La “Commedia” deve il suo nome, secondo la conoscenza medievale, al suo “movimento ascendente”, cioè, dall'Inferno al Paradiso, c'è un lieto fine (altrimenti sarebbe una Tragedia): il soggetto è cupo e drammatico nel primo libro, ma speranzoso nel secondo e felice nel terzo; l'aggettivo “Divino”, con il quale è giunto fino a noi, è stato aggiunto dai posteri. Infatti, per il suo incommensurabile valore poetico, l'ambizione e la portata della sua visione filosofica, la bellezza e la precisione delle sue immagini e la perfezione del suo linguaggio, la Commedia è stata considerata il più grande poema della cristianità.

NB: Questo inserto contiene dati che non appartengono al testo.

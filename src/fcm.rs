//! Firebase Cloud Messaging HTTP v1 client.
use anyhow::{anyhow, Context, Result};
use async_trait::async_trait;
use reqwest::{Client, Url};
use serde::Deserialize;
use serde_json::{json, Map, Value};
use std::fmt;
use std::sync::Arc;
use tracing::debug;

use crate::auth::TokenProvider;
use crate::model::{Destination, Notification};

const FCM_API_BASE: &str = "https://fcm.googleapis.com/";

/// Sample value some deployments leave in place of a real registration
/// token; it must never be used as a destination.
pub const TOKEN_PLACEHOLDER: &str = "YOUR_DEVICE_FCM_REGISTRATION_TOKEN";

/// Anything that can attempt one push delivery.
#[async_trait]
pub trait Notifier: Send + Sync {
    /// Attempt exactly one delivery and return the provider's message name.
    async fn deliver(&self, note: &Notification, dest: &Destination) -> Result<String>;
}

#[derive(Clone)]
pub struct FcmClient {
    http: Client,
    base_url: Url,
    project_id: String,
    auth: Arc<dyn TokenProvider>,
}

impl fmt::Debug for FcmClient {
    fn fmt(&self, f: &mut fmt::Formatter<'_>) -> fmt::Result {
        f.debug_struct("FcmClient")
            .field("project_id", &self.project_id)
            .finish_non_exhaustive()
    }
}

impl FcmClient {
    pub fn new(project_id: String, auth: Arc<dyn TokenProvider>) -> Self {
        let base_url = Url::parse(FCM_API_BASE).expect("valid default FCM URL");
        Self::with_base_url(project_id, auth, base_url)
    }

    pub fn with_base_url(project_id: String, auth: Arc<dyn TokenProvider>, base_url: Url) -> Self {
        let http = Client::builder()
            .user_agent("fcm-notifier/0.1")
            .no_proxy()
            .build()
            .expect("reqwest client");
        Self {
            http,
            base_url,
            project_id,
            auth,
        }
    }

    pub fn build_send_request(&self, token: &str, body: &Value) -> Result<reqwest::Request> {
        let endpoint = self
            .base_url
            .join(&format!("v1/projects/{}/messages:send", self.project_id))
            .context("invalid FCM base URL")?;
        self.http
            .post(endpoint)
            .header("Authorization", format!("Bearer {}", token))
            .header("Content-Type", "application/json")
            .json(body)
            .build()
            .context("failed to build FCM request")
    }

    async fn execute_send(&self, body: Value) -> Result<String> {
        let token = self.auth.access_token().await?;
        let request = self.build_send_request(&token, &body)?;
        debug!(url = %request.url(), payload = %body, "sending fcm message");
        let res = self
            .http
            .execute(request)
            .await
            .context("failed to reach FCM")?;
        if !res.status().is_success() {
            let status = res.status();
            let body = res.text().await.unwrap_or_default();
            return Err(anyhow!("fcm error {}: {}", status, body));
        }
        let payload: SendResponse = res.json().await.context("invalid FCM response")?;
        Ok(payload.name)
    }
}

#[async_trait]
impl Notifier for FcmClient {
    async fn deliver(&self, note: &Notification, dest: &Destination) -> Result<String> {
        self.execute_send(build_message_request(note, dest)).await
    }
}

/// The v1 `messages:send` envelope for one notification and destination.
pub fn build_message_request(note: &Notification, dest: &Destination) -> Value {
    let mut message = Map::new();
    match dest {
        Destination::Token(token) => {
            message.insert("token".to_string(), json!(token));
        }
        Destination::Topic(topic) => {
            message.insert("topic".to_string(), json!(topic));
        }
    }
    message.insert(
        "notification".to_string(),
        json!({ "title": note.title, "body": note.body }),
    );
    if !note.data.is_empty() {
        message.insert("data".to_string(), json!(note.data));
    }
    json!({ "message": Value::Object(message) })
}

/// Pick the single-destination jobs' target: a configured device token wins
/// when it is set, non-empty and not the sample placeholder; otherwise the
/// topic; otherwise nothing.
pub fn resolve_destination(device_token: Option<&str>, topic: Option<&str>) -> Option<Destination> {
    if let Some(token) = device_token {
        let token = token.trim();
        if !token.is_empty() && token != TOKEN_PLACEHOLDER {
            return Some(Destination::Token(token.to_string()));
        }
    }
    match topic.map(str::trim) {
        Some(topic) if !topic.is_empty() => Some(Destination::Topic(topic.to_string())),
        _ => None,
    }
}

#[derive(Deserialize)]
struct SendResponse {
    name: String,
}
//! Turns records into notification payloads.
use serde_json::Value;
use std::collections::BTreeMap;

use crate::model::{Card, CardPaymentDetails, Notification, PaymentSession};

const UNTITLED_CARD: &str = "Untitled Card";
const NO_DESCRIPTION: &str = "No description.";
/// Fallback for absent payment attributes.
const NOT_AVAILABLE: &str = "N/A";
/// Opened by the receiving app when a payment notification is tapped.
const CLICK_ACTION_URL: &str = "https://spinblaze.in/";

/// Notification for one new card.
pub fn render_card(id: &str, card: &Card) -> Notification {
    let title = card.title.as_deref().unwrap_or(UNTITLED_CARD);
    let description = card.description.as_deref().unwrap_or(NO_DESCRIPTION);

    let mut data = BTreeMap::new();
    data.insert("card_id".to_string(), id.to_string());
    data.insert("type".to_string(), "new_card".to_string());

    Notification {
        title: format!("New Card: {}", title),
        body: format!("Details: {}", description),
        data,
    }
}

/// Notification for one payment session event. `details` and `status` are the
/// session's own, passed separately because the caller has already checked
/// they exist.
pub fn render_session(
    session: &PaymentSession,
    details: &CardPaymentDetails,
    status: &str,
) -> Notification {
    let holder = details.card_holder_name.as_deref().unwrap_or(NOT_AVAILABLE);
    let last4 = details.last4_digits.as_deref().unwrap_or(NOT_AVAILABLE);
    let amount = details
        .amount
        .as_ref()
        .map(scalar_text)
        .unwrap_or_else(|| NOT_AVAILABLE.to_string());

    let mut data = BTreeMap::new();
    data.insert("sessionId".to_string(), session.id.clone());
    data.insert(
        "orderId".to_string(),
        session.order_id.clone().unwrap_or_else(|| NOT_AVAILABLE.to_string()),
    );
    data.insert("amount".to_string(), amount.clone());
    data.insert(
        "mobileNumber".to_string(),
        session.mobile_number.clone().unwrap_or_else(|| NOT_AVAILABLE.to_string()),
    );
    data.insert("cardHolder".to_string(), holder.to_string());
    data.insert("cardLast4".to_string(), last4.to_string());
    data.insert("cardStatus".to_string(), status.to_string());
    data.insert("click_action".to_string(), CLICK_ACTION_URL.to_string());

    Notification {
        title: "New Card Payment Alert!".to_string(),
        body: format!(
            "Card by {} (ends {}) for ${} submitted. Status: {}",
            holder, last4, amount, status
        ),
        data,
    }
}

/// Text form of a scalar attribute; strings render unquoted.
fn scalar_text(value: &Value) -> String {
    match value {
        Value::String(s) => s.clone(),
        Value::Number(n) => n.to_string(),
        Value::Bool(b) => b.to_string(),
        _ => NOT_AVAILABLE.to_string(),
    }
}
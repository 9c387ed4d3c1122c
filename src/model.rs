use serde::{Deserialize, Serialize};
use serde_json::{Map, Value};
use std::collections::BTreeMap;

/// A card record under the Realtime Database cards path.
#[derive(Debug, Clone, Serialize, Deserialize)]
pub struct Card {
    /// Milliseconds since the epoch; the polling cursor compares against it.
    #[serde(default)]
    pub timestamp: i64,
    #[serde(default)]
    pub title: Option<String>,
    #[serde(default)]
    pub description: Option<String>,
    /// Whatever else the application stores alongside a card.
    #[serde(flatten)]
    pub extra: Map<String, Value>,
}

/// A payment session document from Firestore, after the typed wire values
/// have been flattened to plain JSON.
#[derive(Debug, Clone, Serialize, Deserialize)]
#[serde(rename_all = "camelCase")]
pub struct PaymentSession {
    /// Document id, taken from the resource name rather than the fields.
    #[serde(default)]
    pub id: String,
    /// Milliseconds since the epoch.
    #[serde(default)]
    pub updated_at: i64,
    #[serde(default)]
    pub order_id: Option<String>,
    #[serde(default)]
    pub mobile_number: Option<String>,
    #[serde(default)]
    pub card_payment_details: Option<CardPaymentDetails>,
    #[serde(flatten)]
    pub extra: Map<String, Value>,
}

/// Nested card group inside a payment session.
#[derive(Debug, Clone, Default, Serialize, Deserialize)]
#[serde(rename_all = "camelCase")]
pub struct CardPaymentDetails {
    #[serde(default)]
    pub status: Option<String>,
    #[serde(default)]
    pub card_holder_name: Option<String>,
    #[serde(default)]
    pub last4_digits: Option<String>,
    /// Stored as a number or a string depending on the writer.
    #[serde(default)]
    pub amount: Option<Value>,
    #[serde(flatten)]
    pub extra: Map<String, Value>,
}

/// A rendered push notification, ready for any destination.
#[derive(Debug, Clone, PartialEq, Eq)]
pub struct Notification {
    pub title: String,
    pub body: String,
    /// Auxiliary key/value payload; FCM requires string values.
    pub data: BTreeMap<String, String>,
}

/// Where a notification is sent.
#[derive(Debug, Clone, PartialEq, Eq)]
pub enum Destination {
    Token(String),
    Topic(String),
}

impl Destination {
    /// Short log-safe form; registration tokens are truncated.
    pub fn describe(&self) -> String {
        match self {
            Destination::Token(token) => {
                let prefix: String = token.chars().take(10).collect();
                format!("token {}...", prefix)
            }
            Destination::Topic(topic) => format!("topic '{}'", topic),
        }
    }
}

/// What one polling run did, for the final log line and for tests.
#[derive(Debug, Clone, Copy, Default, PartialEq, Eq)]
pub struct RunReport {
    /// Candidates returned by the change-source query.
    pub found: usize,
    /// Successful deliveries.
    pub sent: usize,
    /// Delivery attempts that failed (including an unresolvable destination).
    pub failed: usize,
    /// Records filtered out before dispatch.
    pub skipped: usize,
}

#[cfg(test)]
mod tests {
    use super::*;
    use serde_json::json;

    #[test]
    fn card_keeps_unknown_attributes() {
        let card: Card = serde_json::from_value(json!({
            "timestamp": 1500,
            "title": "Launch",
            "color": "red"
        }))
        .unwrap();
        assert_eq!(card.timestamp, 1500);
        assert_eq!(card.title.as_deref(), Some("Launch"));
        assert_eq!(card.description, None);
        assert_eq!(card.extra.get("color"), Some(&json!("red")));
    }

    #[test]
    fn session_field_names_are_camel_case() {
        let session: PaymentSession = serde_json::from_value(json!({
            "updatedAt": 1700000000000_i64,
            "orderId": "o-42",
            "mobileNumber": "5551234",
            "cardPaymentDetails": {
                "status": "pending_otp",
                "cardHolderName": "Ada Lovelace",
                "last4Digits": "4242",
                "amount": 250
            }
        }))
        .unwrap();
        assert_eq!(session.updated_at, 1700000000000);
        assert_eq!(session.order_id.as_deref(), Some("o-42"));
        let details = session.card_payment_details.unwrap();
        assert_eq!(details.status.as_deref(), Some("pending_otp"));
        assert_eq!(details.last4_digits.as_deref(), Some("4242"));
        assert_eq!(details.amount, Some(json!(250)));
    }

    #[test]
    fn destination_describe_truncates_tokens() {
        let dest = Destination::Token("abcdefghijklmnop".to_string());
        assert_eq!(dest.describe(), "token abcdefghij...");
        let topic = Destination::Topic("new_cards_topic".to_string());
        assert_eq!(topic.describe(), "topic 'new_cards_topic'");
    }
}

Quando terminò di scrivere il Paradiso, Dante era già certo che il suo bando da Firenze fosse definitivo: l'imposizione della condanna a morte del 1315, in seguito al suo rifiuto dell'amnistia, si estese anche ai suoi discendenti. Nel 1319, probabilmente, il poeta era al servizio del signore di Ravenna, Guido da Polenta, forse come segretario o precettore di retorica. All'inizio del 1321, il Doge di Venezia minacciò una spedizione punitiva contro Ravenna a causa di una disputa sullo sfruttamento di alcune miniere di sale al confine tra le due giurisdizioni, e Dante si recò a Venezia come ambasciatore di Ravenna per placare i veneziani. Il viaggio di andata e ritorno per Venezia, compiuto in piena estate, prima via terra e poi attraverso le lagune della costa adriatica, gli fu fatale: al suo ritorno a Ravenna, Dante si ammalò gravemente di malaria contratta durante le sue missioni. Morì tra il 13 e il 14 settembre 1321 e fu sepolto, tra solenni omaggi, nella Chiesa di San Francesco a Ravenna.